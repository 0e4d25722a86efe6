//! The reduction engine (SPEC_FULL.md §4.2): a pipeline of width-preserving
//! graph reductions applied to a fix-point, producing a residual kernel
//! graph plus the partial elimination it performed along the way.
//!
//! Every rule's action bottoms out in a single `eliminate_vertex` call: a
//! degree-0/1 vertex has no pairs left to clique, and a simplicial vertex's
//! neighborhood is already a clique, so "delete" and "eliminate" coincide
//! for those rules. That means the bag each rule would produce is exactly
//! the bag `TreeDecomposition::from_elimination_permutation` derives for a
//! vertex at its position in an elimination order — so the canonical glue
//! (SPEC_FULL.md §9) is just running that reconstruction over the
//! concatenation of this engine's permutation and the kernel's own.
//! `glue_via_permutation` takes that fast path whenever the kernel itself
//! was solved down to a flat elimination permutation. When the kernel was
//! instead solved atom-by-atom and stitched back together by separator
//! (SPEC_FULL.md §4.7), there is no single permutation for it — the
//! composed decomposition's bags have to be grafted onto the reduction's
//! own bags directly, which is what `glue_general` does.

use std::collections::VecDeque;

use fixedbitset::FixedBitSet;
use log::{debug, trace};

use crate::config::SolverConfig;
use crate::decomposition::tree::TreeDecomposition;
use crate::graph::kernel::CanonicalGraph;
use crate::ids::VertexId;

/// Output of a reduction run: the residual kernel, the order in which
/// vertices were removed (an elimination permutation over the vertices
/// that left the graph), the bag each removal produced, the highest
/// lower-bound raise observed, and whether the graph reduced away entirely.
pub struct ReductionResult {
    pub kernel: CanonicalGraph,
    pub permutation: Vec<VertexId>,
    pub bags: Vec<Vec<VertexId>>,
    pub lower_bound_raise: usize,
    pub fully_reduced: bool,
}

/// Runs the rule pipeline of SPEC_FULL.md §4.2 to a fix-point. `lower_bound`
/// gates the Almost-simplicial rule, which only fires when the candidate's
/// degree does not exceed it (a degree above the already-known lower bound
/// cannot make the decomposition any narrower than an exact solve would
/// anyway, so eliminating it early would just be extra, unguarded work).
/// Checks `config`'s cancellation flag once per fix-point iteration
/// (SPEC_FULL.md §5), returning whatever has been reduced so far.
pub fn reduce(graph: &CanonicalGraph, lower_bound: usize, config: &SolverConfig) -> ReductionResult {
    let mut working = graph.clone();
    let mut permutation = Vec::new();
    let mut bags = Vec::new();
    let mut lower_bound_raise = 0usize;

    let mut queue: VecDeque<VertexId> = VecDeque::new();
    let mut queued = FixedBitSet::with_capacity(working.capacity());
    for v in working.vertices().collect::<Vec<_>>() {
        if working.degree(v) <= 2 {
            queue.push_back(v);
            queued.insert(v.index());
        }
    }
    drain_low_degree(
        &mut working,
        &mut queue,
        &mut queued,
        &mut permutation,
        &mut bags,
        &mut lower_bound_raise,
    );

    loop {
        if config.is_cancelled() {
            debug!("reduction: cancelled mid fix-point, {} vertices left in kernel", working.vertex_count());
            break;
        }
        let next = find_triangle(&working)
            .map(|v| (v, 4))
            .or_else(|| find_buddy(&working).map(|v| (v, 4)))
            .or_else(|| find_cube(&working).map(|v| (v, 4)))
            .or_else(|| {
                let none = FixedBitSet::with_capacity(working.capacity());
                working.simplicial_vertex(&none).map(|v| (v, working.degree(v)))
            })
            .or_else(|| find_guarded_almost_simplicial(&working, lower_bound).map(|(v, _w)| (v, 0)));

        let Some((v, raise)) = next else {
            break;
        };
        trace!("reduction: rule firing on vertex {v}, lower-bound raise {raise}");
        apply_elimination(
            &mut working,
            v,
            raise,
            &mut permutation,
            &mut bags,
            &mut lower_bound_raise,
            &mut queue,
            &mut queued,
        );
        drain_low_degree(
            &mut working,
            &mut queue,
            &mut queued,
            &mut permutation,
            &mut bags,
            &mut lower_bound_raise,
        );
    }

    let fully_reduced = working.vertex_count() == 0;
    debug!(
        "reduction: {} -> {} vertices, lower bound raised to {lower_bound_raise}, fully reduced: {fully_reduced}",
        graph.vertex_count(),
        working.vertex_count()
    );
    ReductionResult {
        kernel: working,
        permutation,
        bags,
        lower_bound_raise,
        fully_reduced,
    }
}

fn drain_low_degree(
    working: &mut CanonicalGraph,
    queue: &mut VecDeque<VertexId>,
    queued: &mut FixedBitSet,
    permutation: &mut Vec<VertexId>,
    bags: &mut Vec<Vec<VertexId>>,
    lower_bound_raise: &mut usize,
) {
    while let Some(v) = queue.pop_front() {
        queued.set(v.index(), false);
        if !working.is_alive(v) {
            continue;
        }
        let deg = working.degree(v);
        if deg > 2 {
            continue;
        }
        // Isolated: raise 1; Leaf: raise 2; Series: raise 3.
        let raise = match deg {
            0 => 1,
            1 => 2,
            _ => 3,
        };
        apply_elimination(working, v, raise, permutation, bags, lower_bound_raise, queue, queued);
    }
}

#[allow(clippy::too_many_arguments)]
fn apply_elimination(
    working: &mut CanonicalGraph,
    v: VertexId,
    raise: usize,
    permutation: &mut Vec<VertexId>,
    bags: &mut Vec<Vec<VertexId>>,
    lower_bound_raise: &mut usize,
    queue: &mut VecDeque<VertexId>,
    queued: &mut FixedBitSet,
) {
    let neighbors: Vec<VertexId> = working.neighbors(v).collect();
    let mut bag = neighbors.clone();
    bag.push(v);
    working.eliminate_vertex(v);
    permutation.push(v);
    bags.push(bag);
    *lower_bound_raise = (*lower_bound_raise).max(raise);
    for n in neighbors {
        if working.is_alive(n) && working.degree(n) <= 2 && !queued.contains(n.index()) {
            queue.push_back(n);
            queued.insert(n.index());
        }
    }
}

/// Degree-3 vertex with at least one edge among its neighbors.
fn find_triangle(working: &CanonicalGraph) -> Option<VertexId> {
    working
        .vertices()
        .find(|&v| working.degree(v) == 3 && working.edges_in_neighborhood(v) >= 1)
}

/// Two non-adjacent degree-3 vertices with the same open neighborhood:
/// only one (the lower-indexed one) needs eliminating, the other is left
/// for the kernel (or a later pass, once the shared neighborhood shrinks).
fn find_buddy(working: &CanonicalGraph) -> Option<VertexId> {
    working
        .twin_decomposition(false)
        .into_iter()
        .filter(|class| class.len() >= 2 && working.degree(class[0]) == 3)
        .map(|class| *class.iter().min_by_key(|v| v.index()).unwrap())
        .min_by_key(|v| v.index())
}

/// Degree-3 vertex `v` with an independent neighborhood `{a,b,c}` (so
/// Triangle does not already apply) for which a fourth vertex `d` is
/// adjacent to all of `a,b,c` — the "cube corner" pattern of SPEC_FULL.md
/// §4.2. `d`'s existence is only used to pick *when* eliminating `v` is
/// profitable; eliminating it is always safe regardless (standard
/// elimination never increases the decomposition's width beyond `deg(v)`),
/// so unlike the source's "adjusted neighborhood" shortcut this always
/// cliques the full neighborhood rather than inferring which of the three
/// edges `d` already makes redundant.
fn find_cube(working: &CanonicalGraph) -> Option<VertexId> {
    for v in working.vertices() {
        if working.degree(v) != 3 || working.edges_in_neighborhood(v) != 0 {
            continue;
        }
        let nb: Vec<VertexId> = working.neighbors(v).collect();
        let has_opposite_corner = working
            .vertices()
            .any(|d| d != v && nb.iter().all(|&x| working.has_edge(d, x)));
        if has_opposite_corner {
            return Some(v);
        }
    }
    None
}

/// Like `CanonicalGraph::almost_simplicial_vertex`, but additionally
/// requires `deg(v) <= lower_bound` (SPEC_FULL.md §4.2's guard column),
/// which the generic kernel query has no notion of.
fn find_guarded_almost_simplicial(working: &CanonicalGraph, lower_bound: usize) -> Option<(VertexId, VertexId)> {
    let none = FixedBitSet::with_capacity(working.capacity());
    let mut forbidden = none.clone();
    loop {
        let (v, w) = working.almost_simplicial_vertex(&forbidden)?;
        if working.degree(v) <= lower_bound {
            return Some((v, w));
        }
        forbidden.insert(v.index());
    }
}

/// Permutation-based glue (SPEC_FULL.md §9): appends the kernel's own
/// elimination permutation after this engine's, and rebuilds the whole
/// decomposition from the concatenation in one pass.
pub fn glue_via_permutation(
    graph: &CanonicalGraph,
    reduction: &ReductionResult,
    kernel_permutation: &[VertexId],
) -> TreeDecomposition {
    let mut full = reduction.permutation.clone();
    full.extend_from_slice(kernel_permutation);
    TreeDecomposition::from_elimination_permutation(graph, &full)
}

/// General-purpose glue (SPEC_FULL.md §4.2/§9): pops `bags` in reverse
/// creation order and attaches each as a new bag adjacent to any existing
/// bag that contains all but at most one of its vertices, or as an
/// unattached fresh leaf if none qualifies. This is the only glue that
/// works when `kernel_decomposition` was assembled from several
/// independently solved atoms rather than a single permutation.
pub fn glue_general(mut kernel_decomposition: TreeDecomposition, bags: &[Vec<VertexId>]) -> TreeDecomposition {
    for bag_vertices in bags.iter().rev() {
        let existing_ids: Vec<_> = kernel_decomposition.bag_ids().collect();
        let mut best = None;
        for id in existing_ids {
            let missing = bag_vertices
                .iter()
                .filter(|&&v| !kernel_decomposition.bag(id).contains(v))
                .count();
            if missing <= 1 {
                best = Some(id);
                break;
            }
        }
        let new_id = kernel_decomposition.add_bag(bag_vertices.iter().copied());
        if let Some(existing) = best {
            kernel_decomposition.add_tree_edge(new_id, existing);
        }
    }
    kernel_decomposition
}

#[cfg(test)]
mod tests {
    use super::*;

    fn path(n: usize) -> CanonicalGraph {
        let edges = (0..n - 1).map(|i| (VertexId::new(i), VertexId::new(i + 1)));
        CanonicalGraph::from_edges(n, edges)
    }

    fn cycle(n: usize) -> CanonicalGraph {
        let mut edges: Vec<_> = (0..n - 1).map(|i| (VertexId::new(i), VertexId::new(i + 1))).collect();
        edges.push((VertexId::new(n - 1), VertexId::new(0)));
        CanonicalGraph::from_edges(n, edges)
    }

    fn clique(n: usize) -> CanonicalGraph {
        let mut edges = vec![];
        for i in 0..n {
            for j in (i + 1)..n {
                edges.push((VertexId::new(i), VertexId::new(j)));
            }
        }
        CanonicalGraph::from_edges(n, edges)
    }

    #[test]
    fn path_fully_reduces_via_low_degree_rules_alone() {
        let g = path(6);
        let config = SolverConfig::with_seed(0);
        let result = reduce(&g, 0, &config);
        assert!(result.fully_reduced);
        assert_eq!(result.permutation.len(), 6);
        let td = glue_via_permutation(&g, &result, &[]);
        assert_eq!(td.width(), 1);
        td.verify(&g).unwrap();
    }

    #[test]
    fn clique_is_untouched_by_reduction_until_down_to_the_kernel() {
        // Every vertex of a clique is simplicial, so reduction removes the
        // whole thing one vertex at a time without ever raising width
        // beyond n-1.
        let g = clique(4);
        let config = SolverConfig::with_seed(0);
        let result = reduce(&g, 3, &config);
        assert!(result.fully_reduced);
        let td = glue_via_permutation(&g, &result, &[]);
        assert_eq!(td.width(), 3);
        td.verify(&g).unwrap();
    }

    #[test]
    fn two_triangles_sharing_an_edge_reduce_to_width_two() {
        // SPEC_FULL.md §8 end-to-end scenario 4.
        let mut g = CanonicalGraph::new(6);
        let edges = [(0, 1), (0, 2), (1, 2), (2, 3), (3, 4), (3, 5), (4, 5)];
        for (u, v) in edges {
            g.add_edge(VertexId::new(u), VertexId::new(v));
        }
        let config = SolverConfig::with_seed(0);
        let result = reduce(&g, 0, &config);
        assert!(result.fully_reduced);
        let td = glue_via_permutation(&g, &result, &[]);
        assert_eq!(td.width(), 2);
        td.verify(&g).unwrap();
    }

    #[test]
    fn fallback_glue_agrees_with_canonical_glue_on_width() {
        let g = cycle(6);
        let config = SolverConfig::with_seed(0);
        let result = reduce(&g, 0, &config);
        let canonical = glue_via_permutation(&g, &result, &[]);
        let fallback = glue_general(TreeDecomposition::new(g.capacity()), &result.bags);
        assert_eq!(canonical.width(), fallback.width());
    }

    #[test]
    fn reduction_is_idempotent_on_the_residual_kernel() {
        let g = clique(4);
        let config = SolverConfig::with_seed(0);
        let first = reduce(&g, 3, &config);
        assert!(first.fully_reduced);
        // Re-reducing the (empty) kernel changes nothing further.
        let second = reduce(&first.kernel, 3, &config);
        assert!(second.fully_reduced);
        assert!(second.permutation.is_empty());
    }

    #[test]
    fn cancellation_stops_the_fix_point_early() {
        // A clique's vertices all have degree n-1 > 2, so the low-degree
        // BFS is a no-op and every elimination happens inside the
        // cancellable fix-point loop via the Simplicial rule.
        let g = clique(5);
        let config = SolverConfig::with_seed(0);
        config.cancellation().cancel();
        let result = reduce(&g, 4, &config);
        assert!(!result.fully_reduced);
        assert_eq!(result.kernel.vertex_count(), 5);
    }

    #[test]
    fn almost_simplicial_guard_blocks_high_degree_candidates() {
        // a's neighborhood {b,c,d} minus witness d is a clique (b-c edge
        // present), but deg(a) = 3 exceeds a lower bound of 1, so the rule
        // must not fire even though the pattern matches.
        let mut g = CanonicalGraph::new(4);
        let (a, b, c, d) = (
            VertexId::new(0),
            VertexId::new(1),
            VertexId::new(2),
            VertexId::new(3),
        );
        g.add_edge(a, b);
        g.add_edge(a, c);
        g.add_edge(a, d);
        g.add_edge(b, c);
        let found = find_guarded_almost_simplicial(&g, 1);
        assert!(found.is_none());
        let found = find_guarded_almost_simplicial(&g, 3);
        assert_eq!(found, Some((a, d)));
    }
}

* * *

Exercise goal:
The reply should consist of one number, the count of lines above with the string "debug" in them.

Answer to this task:
3